→ **EXERCISE PROMPT**: Read the lines below. Copy out any that hold the string "trim".

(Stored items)
☆ ☆ ☆ ☆ ☆

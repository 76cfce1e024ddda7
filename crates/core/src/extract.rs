use std::fmt;
use std::str::FromStr;
use std::sync::OnceLock;

use regex::Regex;
use serde::{Deserialize, Serialize};

use crate::contact::{split_lines, ContactPair};

// ── Compiled regex cache ─────────────────────────────────────────────────────

macro_rules! re {
    ($name:ident, $pat:expr) => {
        fn $name() -> &'static Regex {
            static R: OnceLock<Regex> = OnceLock::new();
            R.get_or_init(|| Regex::new($pat).expect("invalid regex"))
        }
    };
}

// Digits are ASCII only; OCR output in other scripts never yields a number.
// Ten digits starting 6–9, optionally led by +91 with a space or hyphen.
re!(re_indian_mobile,
    r"(?:\+91[\s\-]?|\b)[6-9][0-9]{9}\b");
// Loose international grouping: country code, optional (area), two digit groups.
re!(re_international,
    r"(?:\+?[0-9]{1,3}[\-.\s]?)?(?:\(?[0-9]{3,5}\)?[\-.\s]?)?[0-9]{3,5}[\-.\s]?[0-9]{3,5}");

// ── Phone pattern policy ─────────────────────────────────────────────────────

/// Which phone-number pattern the extractor looks for.
#[derive(Debug, Clone, Copy, PartialEq, Eq, Default, Serialize, Deserialize)]
#[serde(rename_all = "snake_case")]
pub enum PhonePattern {
    /// Indian mobile numbers: `[6-9]` followed by nine digits, optional `+91`.
    #[default]
    IndianMobile,
    /// Generic digit groupings with separators and parenthesized area codes.
    International,
}

impl PhonePattern {
    fn regex(self) -> &'static Regex {
        match self {
            PhonePattern::IndianMobile => re_indian_mobile(),
            PhonePattern::International => re_international(),
        }
    }
}

impl fmt::Display for PhonePattern {
    fn fmt(&self, f: &mut fmt::Formatter<'_>) -> fmt::Result {
        match self {
            PhonePattern::IndianMobile => write!(f, "indian_mobile"),
            PhonePattern::International => write!(f, "international"),
        }
    }
}

impl FromStr for PhonePattern {
    type Err = String;
    fn from_str(s: &str) -> Result<Self, Self::Err> {
        match s {
            "indian_mobile" => Ok(PhonePattern::IndianMobile),
            "international" => Ok(PhonePattern::International),
            other => Err(format!("Unknown phone pattern: '{other}'")),
        }
    }
}

// ── Public extraction API ─────────────────────────────────────────────────────

/// Splits OCR lines into contact pairs. Pure: the same lines always yield the
/// same pairs.
#[derive(Debug, Clone, Copy, Default)]
pub struct ContactExtractor {
    pattern: PhonePattern,
}

impl ContactExtractor {
    pub fn new(pattern: PhonePattern) -> Self {
        Self { pattern }
    }

    pub fn pattern(&self) -> PhonePattern {
        self.pattern
    }

    /// Extract one candidate pair from a single line.
    ///
    /// All number matches are joined with a space. The name is the line with
    /// the first occurrence of that joined string removed, so when several
    /// matches are not adjacent the numbers stay inside the name.
    pub fn extract_line(&self, line: &str) -> ContactPair {
        let line = line.trim();
        let number = self
            .pattern
            .regex()
            .find_iter(line)
            .map(|m| m.as_str())
            .collect::<Vec<_>>()
            .join(" ");

        if number.is_empty() {
            return ContactPair::new(line, "");
        }

        let name = line.replacen(&number, "", 1).trim().to_string();
        ContactPair { name, number }
    }

    /// One candidate per line, in line order. Nothing is filtered.
    pub fn extract_lines<S: AsRef<str>>(&self, lines: &[S]) -> Vec<ContactPair> {
        lines.iter().map(|l| self.extract_line(l.as_ref())).collect()
    }

    /// Split raw OCR texts into lines, extract, and drop empty pairs.
    pub fn extract_contacts<I, S>(&self, texts: I) -> Vec<ContactPair>
    where
        I: IntoIterator<Item = S>,
        S: AsRef<str>,
    {
        let lines = split_lines(texts);
        self.extract_lines(&lines)
            .into_iter()
            .filter(|p| !p.is_empty())
            .collect()
    }
}

// ── Tests ─────────────────────────────────────────────────────────────────────

#[cfg(test)]
mod tests {
    use super::*;

    fn mobile() -> ContactExtractor {
        ContactExtractor::new(PhonePattern::IndianMobile)
    }

    fn international() -> ContactExtractor {
        ContactExtractor::new(PhonePattern::International)
    }

    // ── Indian mobile pattern ─────────────────────────────────────────────────

    #[test]
    fn name_followed_by_number() {
        let p = mobile().extract_line("John Doe 9876543210");
        assert_eq!(p, ContactPair::new("John Doe", "9876543210"));
    }

    #[test]
    fn country_code_is_part_of_number() {
        assert_eq!(mobile().extract_line("+91 9876543210"), ContactPair::new("", "+91 9876543210"));
        assert_eq!(mobile().extract_line("+91-9876543210 Priya"), ContactPair::new("Priya", "+91-9876543210"));
        assert_eq!(mobile().extract_line("Tel:+919876543210"), ContactPair::new("Tel:", "+919876543210"));
    }

    #[test]
    fn line_without_digits_is_all_name() {
        let p = mobile().extract_line("Random text no digits");
        assert_eq!(p, ContactPair::new("Random text no digits", ""));
    }

    #[test]
    fn number_only_line() {
        assert_eq!(mobile().extract_line("7012345678"), ContactPair::new("", "7012345678"));
    }

    #[test]
    fn number_embedded_mid_text() {
        let p = mobile().extract_line("Call 9123456789 after 6pm");
        assert_eq!(p.number, "9123456789");
        assert_eq!(p.name, "Call  after 6pm");
    }

    #[test]
    fn rejects_numbers_not_starting_six_to_nine() {
        assert_eq!(mobile().extract_line("Office 5123456789").number, "");
        assert_eq!(mobile().extract_line("Pin 400001").number, "");
    }

    #[test]
    fn rejects_digit_runs_longer_than_ten() {
        assert_eq!(mobile().extract_line("Acct 98765432101234").number, "");
        assert_eq!(mobile().extract_line("Ref 919876543210").number, "");
    }

    #[test]
    fn adjacent_numbers_are_joined_and_removed() {
        let p = mobile().extract_line("Ravi 9876543210 9123456789");
        assert_eq!(p.number, "9876543210 9123456789");
        assert_eq!(p.name, "Ravi");
    }

    #[test]
    fn separated_numbers_stay_in_name() {
        // The joined number string does not occur verbatim, so nothing is removed.
        let p = mobile().extract_line("Ravi 9876543210 / 9123456789");
        assert_eq!(p.number, "9876543210 9123456789");
        assert_eq!(p.name, "Ravi 9876543210 / 9123456789");
    }

    // ── International pattern ─────────────────────────────────────────────────

    #[test]
    fn international_matches_dashed_groups() {
        let p = international().extract_line("Call 555-123-4567");
        assert_eq!(p, ContactPair::new("Call", "555-123-4567"));
    }

    #[test]
    fn international_needs_at_least_six_digits() {
        assert_eq!(international().extract_line("Front desk 123456"), ContactPair::new("Front desk", "123456"));
        assert_eq!(international().extract_line("Room 12345").number, "");
    }

    #[test]
    fn international_matches_parenthesized_area_code() {
        let p = international().extract_line("Office (022) 2345 6789");
        assert_eq!(p, ContactPair::new("Office", "(022) 2345 6789"));
    }

    #[test]
    fn non_ascii_digits_are_not_numbers() {
        let arabic = "Tel \u{661}\u{662}\u{663}\u{664}\u{665}\u{666}\u{667}\u{668}\u{669}\u{660}";
        assert_eq!(international().extract_line(arabic), ContactPair::new(arabic, ""));
        assert_eq!(mobile().extract_line(arabic).number, "");

        let devanagari = "Ph 9\u{96e}\u{96d}\u{96c}\u{96b}\u{96a}\u{969}\u{968}\u{967}\u{966}";
        assert_eq!(mobile().extract_line(devanagari), ContactPair::new(devanagari, ""));
        assert_eq!(international().extract_line(devanagari).number, "");
    }

    #[test]
    fn patterns_disagree_on_same_input() {
        let line = "Office 5123456789";
        assert_eq!(mobile().extract_line(line).number, "");
        assert_eq!(international().extract_line(line).number, "5123456789");
    }

    // ── Batch behaviour ───────────────────────────────────────────────────────

    #[test]
    fn one_candidate_per_line_in_order() {
        let lines = ["Asha 9876543210", "no number", "9123456789"];
        let pairs = mobile().extract_lines(&lines);
        assert_eq!(pairs.len(), lines.len());
        assert_eq!(pairs[0].name, "Asha");
        assert_eq!(pairs[1].name, "no number");
        assert_eq!(pairs[2].number, "9123456789");
    }

    #[test]
    fn extraction_is_idempotent() {
        let lines = ["Asha 9876543210", "Bala +91 9123456789", "notes"];
        assert_eq!(mobile().extract_lines(&lines), mobile().extract_lines(&lines));
    }

    #[test]
    fn extract_contacts_flattens_texts_and_filters() {
        let texts = ["Asha 9876543210\n\n  \nBala", "", "+91 9123456789"];
        let pairs = mobile().extract_contacts(texts);
        assert_eq!(
            pairs,
            vec![
                ContactPair::new("Asha", "9876543210"),
                ContactPair::new("Bala", ""),
                ContactPair::new("", "+91 9123456789"),
            ]
        );
    }

    #[test]
    fn duplicates_are_preserved() {
        let pairs = mobile().extract_contacts(["Asha 9876543210\nAsha 9876543210"]);
        assert_eq!(pairs.len(), 2);
        assert_eq!(pairs[0], pairs[1]);
    }

    #[test]
    fn empty_extracted_pairs_are_dropped() {
        assert!(mobile().extract_contacts(["", "   \n\t"]).is_empty());
        assert!(mobile().extract_line("   ").is_empty());
    }

    #[test]
    fn phone_pattern_roundtrip() {
        for p in [PhonePattern::IndianMobile, PhonePattern::International] {
            assert_eq!(PhonePattern::from_str(&p.to_string()).unwrap(), p);
        }
        assert!(PhonePattern::from_str("nanp").is_err());
    }

    #[test]
    fn no_panic_on_garbage_input() {
        let _ = mobile().extract_contacts(["!@#$%^&*()\n\0\x01\x02"]);
        let _ = international().extract_contacts(["(((((\n+++---..."]);
    }
}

☆ ☆ ☆ ☆ ☆

→ **FINISHED EXERCISE**:
        let line = line.trim();
        let name = line.replacen(&number, "", 1).trim().to_string();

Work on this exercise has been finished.